Прозвище Аймерик имел соответствующее своим взглядам на мир, славе бывшего крестоносца и тяжеленным кулакам — его кликали miles, рыцарь. Сам он так никогда не представлялся, но когда называли, откликался и вроде как не протестовал.
Но самым главным его достоинством не было ни одно из перечисленных. Главное — в первый же день странного знакомства схваченное Кретьеном на лету по паре случайно сказанных фраз — состояло в другом: Аймерик де Буасезон любил короля Артура и верил, что тот в самом деле вернется.
Когда ты один, ты ни в чем не бываешь уверен до конца. Любая твоя вера — это на самом деле надежда.
Когда же в какой-то потрясющий момент у тебя появляется второй — другой, друг, — ты подобен утопающему, которому вдруг подворачивается плавучее бревно. Ты можешь быть спасен, ты обретаешь знание того, что твоя вера — настоящая.
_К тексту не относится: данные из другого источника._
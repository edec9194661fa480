//! Error taxonomy.
//!
//! The engine has exactly one fatal precondition violation: addressing a
//! cell outside the board. Every other invalid request (occupied cell,
//! move after termination, unreachable mode transition) is a defined
//! silent no-op, so the state machine is total over its input domain.

use thiserror::Error;

/// Errors signalling caller misuse of the board API.
#[derive(Clone, Copy, Debug, Error, PartialEq, Eq)]
pub enum BoardError {
    /// A cell index outside `1..=9` was addressed.
    #[error("cell index {0} is outside the board (valid indices are 1..=9)")]
    InvalidIndex(usize),
}
mod dataset;
mod search;

use clap::{Parser, Subcommand};
use itertools::Itertools;
use plant_planner::{
    core::provider::PlantRegistry,
    planner::Planner,
    prelude::*,
    tables::{build_averages_table, build_schedule_table, build_weekly_table},
};

use crate::cli::{dataset::DatasetArgs, search::SearchArgs};

#[derive(Parser)]
#[command(author, version, about, propagate_version = true)]
#[must_use]
pub struct Args {
    #[command(subcommand)]
    pub command: Command,
}

#[derive(Subcommand)]
pub enum Command {
    /// Print the average daily consumption of every plant in the month.
    #[clap(name = "average")]
    Average(AverageArgs),

    /// Print the first-week consumption of every plant in the month.
    #[clap(name = "week")]
    Week(WeekArgs),

    /// Main command: find the cheapest first-week intervention schedule.
    #[clap(name = "schedule")]
    Schedule(ScheduleArgs),
}

impl Command {
    pub fn run(self) -> Result {
        match self {
            Self::Average(args) => args.run(),
            Self::Week(args) => args.run(),
            Self::Schedule(args) => args.run(),
        }
    }
}

#[derive(Parser)]
pub struct MonthArgs {
    /// Month number from 1 (January) to 12 (December), matched across all years.
    #[clap(long, short)]
    month: u32,
}

#[derive(Parser)]
pub struct AverageArgs {
    #[clap(flatten)]
    dataset: DatasetArgs,

    #[clap(flatten)]
    month: MonthArgs,
}

impl AverageArgs {
    fn run(self) -> Result {
        let dataset = self.dataset.load()?;
        let planner = Planner::builder().registry(&dataset).reader(&dataset).build();
        let averages = planner.compute_average_consumption(self.month.month)?;
        println!("{}", build_averages_table(&averages));
        Ok(())
    }
}

#[derive(Parser)]
pub struct WeekArgs {
    #[clap(flatten)]
    dataset: DatasetArgs,

    #[clap(flatten)]
    month: MonthArgs,
}

impl WeekArgs {
    fn run(self) -> Result {
        let dataset = self.dataset.load()?;
        let planner = Planner::builder().registry(&dataset).reader(&dataset).build();
        let weekly_consumption = planner.weekly_consumption(self.month.month)?;
        let plants = dataset.list_plants();
        println!("{}", build_weekly_table(&plants, &weekly_consumption));
        Ok(())
    }
}

#[derive(Parser)]
pub struct ScheduleArgs {
    #[clap(flatten)]
    dataset: DatasetArgs,

    #[clap(flatten)]
    month: MonthArgs,

    #[clap(flatten)]
    search: SearchArgs,
}

impl ScheduleArgs {
    #[instrument(skip_all, fields(month = self.month.month))]
    fn run(self) -> Result {
        let dataset = self.dataset.load()?;
        let planner = Planner::builder()
            .registry(&dataset)
            .reader(&dataset)
            .switching_penalty(self.search.switching_penalty()?)
            .maybe_time_limit(self.search.time_limit())
            .build();
        let schedule = planner
            .compute_optimal_schedule(self.month.month)
            .context("failed to compute the optimal schedule")?;
        println!("{}", build_schedule_table(&schedule));
        info!(
            total_cost = %schedule.total_cost,
            days = schedule.labels().join(", "),
            "scheduled",
        );
        Ok(())
    }
}
use std::{collections::BTreeMap, fmt::Debug, fs, path::Path};

use chrono::NaiveDate;
use serde::Deserialize;

use crate::{
    core::{
        plant::{ConsumptionRecord, Plant, PlantId},
        provider::{ConsumptionReader, PlantRegistry},
    },
    prelude::*,
    quantity::energy::KilowattHours,
};

/// Validated in-memory plants and their consumption history.
#[must_use]
#[derive(Debug, Default)]
pub struct Dataset {
    /// Plants in file order.
    plants: Vec<Plant>,

    /// Records in file order.
    records: BTreeMap<PlantId, Vec<ConsumptionRecord>>,
}

impl Dataset {
    #[instrument(name = "reading the dataset…")]
    pub fn from_toml_file<P: AsRef<Path> + Debug>(path: P) -> Result<Self> {
        let path = path.as_ref();
        let contents = fs::read_to_string(path)
            .with_context(|| format!("failed to read `{}`", path.display()))?;
        Self::from_toml_str(&contents)
            .with_context(|| format!("invalid dataset `{}`", path.display()))
    }

    pub fn from_toml_str(contents: &str) -> Result<Self> {
        let file: DatasetFile = toml::from_str(contents).context("failed to parse the dataset")?;
        let readings = file.readings.into_iter().map(|reading| {
            (reading.plant_id, ConsumptionRecord::new(reading.date, reading.amount))
        });
        Self::new(file.plants, readings)
    }

    pub fn new(
        plants: Vec<Plant>,
        readings: impl IntoIterator<Item = (PlantId, ConsumptionRecord)>,
    ) -> Result<Self> {
        let mut records: BTreeMap<PlantId, Vec<ConsumptionRecord>> = BTreeMap::new();
        for plant in &plants {
            ensure!(
                records.insert(plant.id, Vec::new()).is_none(),
                "plant #{} is defined more than once",
                plant.id,
            );
        }
        for (plant_id, record) in readings {
            ensure!(
                record.amount.is_finite() && record.amount.is_non_negative(),
                "reading of plant #{plant_id} on {} has invalid amount {:?}",
                record.date,
                record.amount,
            );
            let plant_records = records.get_mut(&plant_id).with_context(|| {
                format!("reading on {} refers to unknown plant #{plant_id}", record.date)
            })?;
            plant_records.push(record);
        }
        let n_records: usize = records.values().map(Vec::len).sum();
        info!(n_plants = plants.len(), n_records, "loaded");
        Ok(Self { plants, records })
    }
}

impl PlantRegistry for Dataset {
    fn list_plants(&self) -> Vec<Plant> {
        self.plants.clone()
    }
}

impl ConsumptionReader for Dataset {
    fn get_consumption_records(&self, plant_id: PlantId) -> Vec<ConsumptionRecord> {
        self.records.get(&plant_id).cloned().unwrap_or_default()
    }
}

#[derive(Deserialize)]
#[serde(deny_unknown_fields)]
struct DatasetFile {
    #[serde(default)]
    plants: Vec<Plant>,

    #[serde(default)]
    readings: Vec<Reading>,
}

#[derive(Deserialize)]
#[serde(deny_unknown_fields)]
struct Reading {
    plant_id: PlantId,
    date: NaiveDate,

    #[serde(rename = "kwh")]
    amount: KilowattHours,
}
use std::path::PathBuf;

use clap::Parser;
use plant_planner::{db::Dataset, prelude::*};

#[derive(Parser)]
pub struct DatasetArgs {
    /// TOML file with the plants and their consumption readings.
    #[clap(long = "dataset", env = "DATASET_PATH", default_value = "data/sample.toml")]
    path: PathBuf,
}

impl DatasetArgs {
    pub fn load(&self) -> Result<Dataset> {
        Dataset::from_toml_file(&self.path)
    }
}
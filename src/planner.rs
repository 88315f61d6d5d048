use std::{
    collections::HashMap,
    fmt::{Display, Formatter},
    time::Duration,
};

use bon::Builder;
use chrono::Month;

use crate::{
    core::{
        average::AverageConsumption,
        plant::{Plant, PlantId},
        provider::{ConsumptionReader, PlantRegistry},
        solver::{
            Solver,
            solution::{Solution, Statistics},
        },
        week::{DAYS_PER_WEEK, WeeklyConsumptionMap},
    },
    error::PlannerError,
    prelude::*,
    quantity::{cost::Cost, energy::KilowattHours},
};

/// Entry point of the planning operations.
///
/// The planner only borrows its collaborators and keeps no state between the calls,
/// so it may be shared between threads as is.
#[derive(Builder)]
pub struct Planner<'a> {
    registry: &'a dyn PlantRegistry,
    reader: &'a dyn ConsumptionReader,

    #[builder(default = Cost::SWITCHING_PENALTY)]
    switching_penalty: Cost,

    time_limit: Option<Duration>,
}

impl Planner<'_> {
    /// Average daily consumption of every plant over the given month of any year.
    ///
    /// # Errors
    ///
    /// [`PlannerError::InvalidMonth`] unless the month is within `1..=12`.
    #[instrument(skip(self))]
    pub fn compute_average_consumption(
        &self,
        month: u32,
    ) -> Result<Vec<AverageConsumption>, PlannerError> {
        let month = parse_month(month)?;
        Ok(AverageConsumption::report(&self.registry.list_plants(), self.reader, month))
    }

    /// Consumption of every plant on the first 7 days of the given month.
    ///
    /// # Errors
    ///
    /// [`PlannerError::InvalidMonth`] unless the month is within `1..=12`.
    #[instrument(skip(self))]
    pub fn weekly_consumption(&self, month: u32) -> Result<WeeklyConsumptionMap, PlannerError> {
        let month = parse_month(month)?;
        Ok(WeeklyConsumptionMap::extract(&self.registry.list_plants(), self.reader, month))
    }

    /// Cheapest assignment of one plant per day over the first week of the given month.
    ///
    /// # Errors
    ///
    /// - [`PlannerError::InvalidMonth`] unless the month is within `1..=12`
    /// - [`PlannerError::NoFeasibleSchedule`] when the registry is empty
    /// - [`PlannerError::DeadlineExceeded`] when the time limit is set and hit
    #[instrument(skip(self))]
    pub fn compute_optimal_schedule(&self, month: u32) -> Result<OptimalSchedule, PlannerError> {
        let month = parse_month(month)?;

        // Single snapshot for both the extraction and the name lookup.
        let plants = self.registry.list_plants();
        let weekly_consumption = WeeklyConsumptionMap::extract(&plants, self.reader, month);

        let solution = Solver::builder()
            .plants(&plants)
            .weekly_consumption(&weekly_consumption)
            .switching_penalty(self.switching_penalty)
            .maybe_time_limit(self.time_limit)
            .solve()?;

        OptimalSchedule::from_solution(solution, &plants)
    }
}

/// Validate the month number.
///
/// # Errors
///
/// [`PlannerError::InvalidMonth`] unless the month is within `1..=12`.
pub fn parse_month(month: u32) -> Result<Month, PlannerError> {
    u8::try_from(month)
        .ok()
        .and_then(|number| Month::try_from(number).ok())
        .ok_or(PlannerError::InvalidMonth(month))
}

/// Optimal one-week intervention schedule.
#[must_use]
#[derive(Clone, Debug)]
pub struct OptimalSchedule {
    pub days: [ScheduledDay; DAYS_PER_WEEK],
    pub total_cost: Cost,
    pub statistics: Statistics,
}

impl OptimalSchedule {
    /// Attach the plants to the solver steps through a single id lookup.
    fn from_solution(solution: Solution, plants: &[Plant]) -> Result<Self, PlannerError> {
        let lookup: HashMap<PlantId, &Plant> =
            plants.iter().map(|plant| (plant.id, plant)).collect();
        if let Some(step) = solution.steps.iter().find(|step| !lookup.contains_key(&step.plant_id))
        {
            return Err(PlannerError::UnknownPlant(step.plant_id));
        }
        let days = solution.steps.map(|step| ScheduledDay {
            day: step.day,
            plant: lookup[&step.plant_id].clone(),
            consumption: step.consumption,
            switching_penalty: step.switching_penalty,
        });
        Ok(Self { days, total_cost: solution.total_cost, statistics: solution.statistics })
    }

    /// Human-readable labels, one per day: `Day 1: North`.
    pub fn labels(&self) -> impl Iterator<Item = String> + '_ {
        self.days.iter().map(ToString::to_string)
    }
}

#[must_use]
#[derive(Clone, Debug, PartialEq, Eq)]
pub struct ScheduledDay {
    /// Day of the month, starting from 1.
    pub day: usize,

    pub plant: Plant,
    pub consumption: KilowattHours,
    pub switching_penalty: Cost,
}

impl Display for ScheduledDay {
    fn fmt(&self, f: &mut Formatter<'_>) -> std::fmt::Result {
        write!(f, "Day {}: {}", self.day, self.plant.name)
    }
}
use std::fmt::{Debug, Display, Formatter};

use crate::quantity::{Quantity, cost::Cost};

pub type KilowattHours = Quantity<1, 0>;

impl KilowattHours {
    /// Energy is billed one-to-one: a kilowatt-hour costs one unit.
    pub const fn as_cost(self) -> Cost {
        Quantity(self.0)
    }

    pub const fn is_non_negative(self) -> bool {
        self.0.0 >= 0.0
    }
}

impl Display for KilowattHours {
    fn fmt(&self, f: &mut Formatter<'_>) -> std::fmt::Result {
        write!(f, "{:.2} kWh", self.0.0)
    }
}

impl Debug for KilowattHours {
    fn fmt(&self, f: &mut Formatter<'_>) -> std::fmt::Result {
        write!(f, "{:.3}kWh", self.0.0)
    }
}

impl From<KilowattHours> for f64 {
    fn from(value: KilowattHours) -> Self {
        value.0.0
    }
}
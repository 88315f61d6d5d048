use crate::{
    core::{plant::PlantId, week::DAYS_PER_WEEK},
    prelude::*,
    quantity::cost::Cost,
};

/// Best complete sequence found so far.
#[derive(Copy, Clone, Debug)]
pub struct Incumbent {
    pub cost: Cost,
    pub sequence: [PlantId; DAYS_PER_WEEK],
}

/// Mutable state of a single search run.
///
/// A fresh state is created for every [`super::Solver::solve`] call, so concurrent searches
/// never observe each other's bound.
#[derive(Default)]
pub struct SearchState {
    /// [`None`] stands for the infinite bound before the first complete sequence.
    pub incumbent: Option<Incumbent>,

    pub n_visited: u64,
    pub n_pruned: u64,
    pub n_improvements: u64,
}

impl SearchState {
    /// Check whether the cost beats the bound.
    ///
    /// Ties are not improvements: the first sequence to reach the optimum is kept.
    pub fn improves(&self, cost: Cost) -> bool {
        self.incumbent.is_none_or(|incumbent| cost < incumbent.cost)
    }

    /// Record the complete sequence if it beats the incumbent.
    pub fn offer(&mut self, cost: Cost, sequence: [PlantId; DAYS_PER_WEEK]) {
        if self.improves(cost) {
            self.n_improvements += 1;
            debug!(?cost, ?sequence, "improved");
            self.incumbent = Some(Incumbent { cost, sequence });
        }
    }
}
pub mod solution;
mod state;
pub mod step;

use std::time::{Duration, Instant};

use bon::Builder;

use crate::{
    core::{
        plant::{Plant, PlantId},
        solver::{
            solution::{Solution, Statistics},
            state::SearchState,
            step::Step,
        },
        week::{DAYS_PER_WEEK, WeeklyConsumptionMap},
    },
    error::PlannerError,
    prelude::*,
    quantity::cost::Cost,
};

#[derive(Builder)]
#[builder(finish_fn(vis = ""))]
pub struct Solver<'a> {
    /// Candidate plants in enumeration order, which is also the tie-breaking order.
    plants: &'a [Plant],

    weekly_consumption: &'a WeeklyConsumptionMap,

    #[builder(default = Cost::SWITCHING_PENALTY)]
    switching_penalty: Cost,

    /// Give up when the search is still running after this long.
    time_limit: Option<Duration>,
}

impl<S: solver_builder::IsComplete> SolverBuilder<'_, S> {
    pub fn solve(self) -> Result<Solution, PlannerError> {
        self.build().solve()
    }
}

impl Solver<'_> {
    /// Find the cheapest assignment of plants to the 7 days.
    ///
    /// Depth-first [branch-and-bound][1] over the days. A branch is abandoned as soon as its
    /// accumulated cost cannot beat the best complete schedule found so far. Only strictly
    /// cheaper schedules replace the incumbent, so the first optimum in plant enumeration order
    /// is the one returned.
    ///
    /// [1]: https://en.wikipedia.org/wiki/Branch_and_bound
    #[instrument(skip_all, fields(n_plants = self.plants.len()))]
    fn solve(self) -> Result<Solution, PlannerError> {
        let start_instant = Instant::now();

        let mut candidates = Vec::with_capacity(self.plants.len());
        for plant in self.plants {
            let week = self
                .weekly_consumption
                .get(plant.id)
                .ok_or(PlannerError::MissingWeeklyConsumption(plant.id))?;
            candidates.push(Candidate {
                plant_id: plant.id,
                daily_costs: week.0.map(|amount| amount.as_cost()),
            });
        }
        let first_plant_id = candidates
            .first()
            .map(|candidate| candidate.plant_id)
            .ok_or(PlannerError::NoFeasibleSchedule)?;

        info!(
            switching_penalty = ?self.switching_penalty,
            time_limit = ?self.time_limit,
            "optimizing…",
        );
        let search = Search {
            candidates,
            switching_penalty: self.switching_penalty,
            // A limit too far in the future to represent is no limit.
            deadline: self.time_limit.and_then(|time_limit| {
                Some((start_instant.checked_add(time_limit)?, time_limit))
            }),
        };
        let mut state = SearchState::default();
        let mut partial = [first_plant_id; DAYS_PER_WEEK];
        search.branch(&mut state, &mut partial, 0, None, Cost::ZERO)?;

        let incumbent = state.incumbent.ok_or(PlannerError::NoFeasibleSchedule)?;
        let steps = evaluate(&incumbent.sequence, self.weekly_consumption, self.switching_penalty)?;
        debug_assert!(
            (steps.iter().map(Step::cost).sum::<Cost>() - incumbent.cost).abs() < Cost::from(1e-6),
            "the breakdown should add up to the total cost",
        );

        let statistics = Statistics {
            n_visited: state.n_visited,
            n_pruned: state.n_pruned,
            n_improvements: state.n_improvements,
            elapsed: start_instant.elapsed(),
        };
        info!(
            total_cost = ?incumbent.cost,
            n_visited = statistics.n_visited,
            n_pruned = statistics.n_pruned,
            n_improvements = statistics.n_improvements,
            elapsed = ?statistics.elapsed,
            "optimized",
        );
        Ok(Solution { total_cost: incumbent.cost, steps, statistics })
    }
}

/// Recompute the per-day breakdown of a complete sequence.
///
/// # Errors
///
/// [`PlannerError::MissingWeeklyConsumption`] when a plant of the sequence has no weekly entry.
pub fn evaluate(
    sequence: &[PlantId; DAYS_PER_WEEK],
    weekly_consumption: &WeeklyConsumptionMap,
    switching_penalty: Cost,
) -> Result<[Step; DAYS_PER_WEEK], PlannerError> {
    let mut weeks = Vec::with_capacity(DAYS_PER_WEEK);
    for plant_id in sequence {
        weeks.push(
            weekly_consumption
                .get(*plant_id)
                .ok_or(PlannerError::MissingWeeklyConsumption(*plant_id))?,
        );
    }
    Ok(std::array::from_fn(|day_index| {
        let plant_id = sequence[day_index];
        let is_switch = day_index != 0 && sequence[day_index - 1] != plant_id;
        Step {
            day: day_index + 1,
            plant_id,
            consumption: weeks[day_index][day_index],
            switching_penalty: if is_switch { switching_penalty } else { Cost::ZERO },
        }
    }))
}

/// Plant with its consumption already expressed as cost.
struct Candidate {
    plant_id: PlantId,
    daily_costs: [Cost; DAYS_PER_WEEK],
}

/// Read-only inputs of one search run.
struct Search {
    candidates: Vec<Candidate>,
    switching_penalty: Cost,

    /// Absolute deadline along with the configured time limit for the error message.
    deadline: Option<(Instant, Duration)>,
}

impl Search {
    /// Extend the partial sequence, which is fixed up to `day_index` (exclusive).
    fn branch(
        &self,
        state: &mut SearchState,
        partial: &mut [PlantId; DAYS_PER_WEEK],
        day_index: usize,
        last_plant_id: Option<PlantId>,
        accumulated_cost: Cost,
    ) -> Result<(), PlannerError> {
        state.n_visited += 1;

        if day_index == DAYS_PER_WEEK {
            state.offer(accumulated_cost, *partial);
            return Ok(());
        }

        if let Some((deadline, time_limit)) = self.deadline
            && Instant::now() >= deadline
        {
            warn!(n_visited = state.n_visited, "search deadline exceeded");
            return Err(PlannerError::DeadlineExceeded(time_limit));
        }

        for candidate in &self.candidates {
            let switching_penalty = if last_plant_id.is_some_and(|id| id != candidate.plant_id) {
                self.switching_penalty
            } else {
                Cost::ZERO
            };
            let cost = accumulated_cost + candidate.daily_costs[day_index] + switching_penalty;
            if !state.improves(cost) {
                state.n_pruned += 1;
                continue;
            }
            partial[day_index] = candidate.plant_id;
            self.branch(state, partial, day_index + 1, Some(candidate.plant_id), cost)?;
        }

        Ok(())
    }
}

#[cfg(test)]
mod tests {
    use approx::assert_abs_diff_eq;
    use itertools::Itertools;

    use super::*;
    use crate::{core::week::WeeklyConsumption, quantity::energy::KilowattHours};

    fn week(amounts: [f64; DAYS_PER_WEEK]) -> WeeklyConsumption {
        WeeklyConsumption(amounts.map(KilowattHours::from))
    }

    fn fixture(weeks: &[[f64; DAYS_PER_WEEK]]) -> (Vec<Plant>, WeeklyConsumptionMap) {
        let plants = (1..)
            .zip(weeks)
            .map(|(id, _)| Plant::new(PlantId(id), format!("Plant {id}")))
            .collect_vec();
        let map =
            plants.iter().zip(weeks).map(|(plant, amounts)| (plant.id, week(*amounts))).collect();
        (plants, map)
    }

    fn solve(plants: &[Plant], map: &WeeklyConsumptionMap) -> Solution {
        Solver::builder().plants(plants).weekly_consumption(map).solve().unwrap()
    }

    /// Exhaustive minimum over all assignments.
    fn brute_force(plants: &[Plant], map: &WeeklyConsumptionMap) -> Cost {
        itertools::repeat_n(plants.iter().map(|plant| plant.id), DAYS_PER_WEEK)
            .multi_cartesian_product()
            .map(|sequence| {
                let sequence: [PlantId; DAYS_PER_WEEK] = sequence.try_into().unwrap();
                evaluate(&sequence, map, Cost::SWITCHING_PENALTY)
                    .unwrap()
                    .iter()
                    .map(Step::cost)
                    .sum::<Cost>()
            })
            .min()
            .unwrap()
    }

    #[test]
    fn test_cheaper_plant_every_day() {
        let (plants, map) = fixture(&[[10.0; 7], [1.0; 7]]);
        let solution = solve(&plants, &map);
        assert_eq!(solution.sequence(), [PlantId(2); DAYS_PER_WEEK]);
        assert_abs_diff_eq!(f64::from(solution.total_cost), 7.0);
    }

    #[test]
    fn test_single_plant() {
        let (plants, map) = fixture(&[[0.0; 7]]);
        let solution = solve(&plants, &map);
        assert_eq!(solution.sequence(), [PlantId(1); DAYS_PER_WEEK]);
        assert_eq!(solution.total_cost, Cost::ZERO);
        assert!(solution.steps.iter().all(|step| step.switching_penalty == Cost::ZERO));
    }

    #[test]
    fn test_switches_when_worth_it() {
        let (plants, map) = fixture(&[
            [1.0, 1.0, 1.0, 50.0, 50.0, 50.0, 50.0],
            [50.0, 50.0, 50.0, 1.0, 1.0, 1.0, 1.0],
        ]);
        let solution = solve(&plants, &map);
        assert_eq!(solution.sequence().map(|id| id.0), [1, 1, 1, 2, 2, 2, 2]);
        assert_abs_diff_eq!(f64::from(solution.total_cost), 12.0);
        assert_eq!(solution.steps[3].switching_penalty, Cost::SWITCHING_PENALTY);
    }

    #[test]
    fn test_does_not_switch_for_small_gain() {
        let (plants, map) = fixture(&[
            [1.0, 1.0, 1.0, 4.0, 1.0, 1.0, 1.0],
            [9.0, 9.0, 9.0, 0.0, 9.0, 9.0, 9.0],
        ]);
        let solution = solve(&plants, &map);
        assert_eq!(solution.sequence(), [PlantId(1); DAYS_PER_WEEK]);
        assert_abs_diff_eq!(f64::from(solution.total_cost), 10.0);
    }

    #[test]
    fn test_first_optimum_wins_ties() {
        let (plants, map) = fixture(&[[3.0; 7], [3.0; 7], [3.0; 7]]);
        let solution = solve(&plants, &map);
        assert_eq!(solution.sequence(), [PlantId(1); DAYS_PER_WEEK]);
        assert_eq!(solution.statistics.n_improvements, 1);
    }

    #[test]
    fn test_matches_brute_force() {
        let cases = [
            vec![[4.0, 2.0, 8.0, 1.0, 9.0, 3.0, 7.0], [3.0, 9.0, 1.0, 7.0, 2.0, 8.0, 4.0]],
            vec![
                [5.0, 0.0, 12.0, 3.0, 3.0, 11.0, 0.5],
                [0.0, 6.0, 1.0, 9.0, 10.0, 0.0, 4.0],
                [2.5, 2.5, 2.5, 2.5, 2.5, 2.5, 2.5],
            ],
            vec![[0.0; 7], [0.0; 7], [0.0; 7]],
            vec![
                [20.0, 0.0, 20.0, 0.0, 20.0, 0.0, 20.0],
                [0.0, 20.0, 0.0, 20.0, 0.0, 20.0, 0.0],
                [6.0, 6.0, 6.0, 6.0, 6.0, 6.0, 6.0],
            ],
        ];
        for weeks in cases {
            let (plants, map) = fixture(&weeks);
            let solution = solve(&plants, &map);
            assert_abs_diff_eq!(
                f64::from(solution.total_cost),
                f64::from(brute_force(&plants, &map)),
                epsilon = 1e-9,
            );
        }
    }

    #[test]
    fn test_total_cost_matches_recomputation() {
        let (plants, map) = fixture(&[
            [5.0, 0.0, 12.0, 3.0, 3.0, 11.0, 0.5],
            [0.0, 6.0, 1.0, 9.0, 10.0, 0.0, 4.0],
        ]);
        let solution = solve(&plants, &map);
        let sequence = solution.sequence();
        let mut expected = 0.0;
        for (day_index, plant_id) in sequence.iter().enumerate() {
            expected += f64::from(map.get(*plant_id).unwrap()[day_index]);
            if day_index > 0 && sequence[day_index - 1] != *plant_id {
                expected += 5.0;
            }
        }
        assert_abs_diff_eq!(f64::from(solution.total_cost), expected, epsilon = 1e-9);
        assert_eq!(solution.steps.map(|step| step.day), [1, 2, 3, 4, 5, 6, 7]);
    }

    #[test]
    fn test_pruning_skips_branches() {
        let (plants, map) = fixture(&[[10.0; 7], [1.0; 7], [2.0; 7]]);
        let solution = solve(&plants, &map);
        assert!(solution.statistics.n_pruned > 0);
        assert!(solution.statistics.n_visited < 3_u64.pow(7));
    }

    #[test]
    fn test_deterministic() {
        let (plants, map) = fixture(&[
            [4.0, 2.0, 8.0, 1.0, 9.0, 3.0, 7.0],
            [3.0, 9.0, 1.0, 7.0, 2.0, 8.0, 4.0],
            [4.0, 2.0, 8.0, 1.0, 9.0, 3.0, 7.0],
        ]);
        let first = solve(&plants, &map);
        let second = solve(&plants, &map);
        assert_eq!(first.sequence(), second.sequence());
        assert_eq!(first.total_cost, second.total_cost);
    }

    #[test]
    fn test_custom_switching_penalty() {
        let (plants, map) = fixture(&[
            [1.0, 1.0, 1.0, 4.0, 1.0, 1.0, 1.0],
            [9.0, 9.0, 9.0, 0.0, 9.0, 9.0, 9.0],
        ]);
        let solution = Solver::builder()
            .plants(&plants)
            .weekly_consumption(&map)
            .switching_penalty(Cost::ZERO)
            .solve()
            .unwrap();
        assert_eq!(solution.sequence().map(|id| id.0), [1, 1, 1, 2, 1, 1, 1]);
        assert_abs_diff_eq!(f64::from(solution.total_cost), 6.0);
    }

    #[test]
    fn test_no_plants() {
        let map = WeeklyConsumptionMap::default();
        let result = Solver::builder().plants(&[]).weekly_consumption(&map).solve();
        assert!(matches!(result, Err(PlannerError::NoFeasibleSchedule)));
    }

    #[test]
    fn test_missing_weekly_consumption() {
        let (mut plants, map) = fixture(&[[1.0; 7]]);
        plants.push(Plant::new(PlantId(42), "Unlisted"));
        let result = Solver::builder().plants(&plants).weekly_consumption(&map).solve();
        assert!(matches!(result, Err(PlannerError::MissingWeeklyConsumption(PlantId(42)))));
    }

    #[test]
    fn test_zero_time_limit() {
        let (plants, map) = fixture(&[[1.0; 7], [2.0; 7]]);
        let result = Solver::builder()
            .plants(&plants)
            .weekly_consumption(&map)
            .time_limit(Duration::ZERO)
            .solve();
        assert!(matches!(result, Err(PlannerError::DeadlineExceeded(_))));
    }

    #[test]
    fn test_evaluate_charges_every_switch() {
        let (_, map) = fixture(&[[1.0; 7], [2.0; 7]]);
        let sequence = [1, 2, 1, 2, 2, 2, 1].map(PlantId);
        let steps = evaluate(&sequence, &map, Cost::SWITCHING_PENALTY).unwrap();
        let n_switches = steps.iter().filter(|step| step.switching_penalty > Cost::ZERO).count();
        assert_eq!(n_switches, 4);
        assert_abs_diff_eq!(f64::from(steps.iter().map(Step::cost).sum::<Cost>()), 31.0);
    }
}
Но если двое друзей всегда подобны изгнанникам в чужой стране, которые только между собой могут говорить на настоящем языке, языке родины, то при появлении третьего на свет является новая страна. Нечто вроде франкских королевств в землях Востока.
Если двое друзей — это малая лодочка на воде огромного моря, то трое — уже дом на берегу. Потому что уже можно говорить не «мы с тобой», а просто — «мы». Или даже — «мы все», потому что трое — это компания. Потому что нужно как минимум три точки опоры, чтобы конструкция стала устойчивой…
И если одиночка в вере нетверд, двое же в вере стойки — то трое уже несокрушимы.
Когда появился Аймерик, и рыцарей Камелота, затерянных в бурлящем котле Парижа, стало трое — фундамент дома был заложен. И вовсе неудивительно, что вскоре компания разрослась до четырех, а потом и до пяти человек. Судьба, решив долго не возиться с каждым по отдельности — и так вон сколько времени потратила на то, чтобы свести Ростана с Кретьеном! — поступила просто и грубовато, поместив их всех в школу к одному магистру, в одно и то же время — теплой, влажной осенью 1156 года.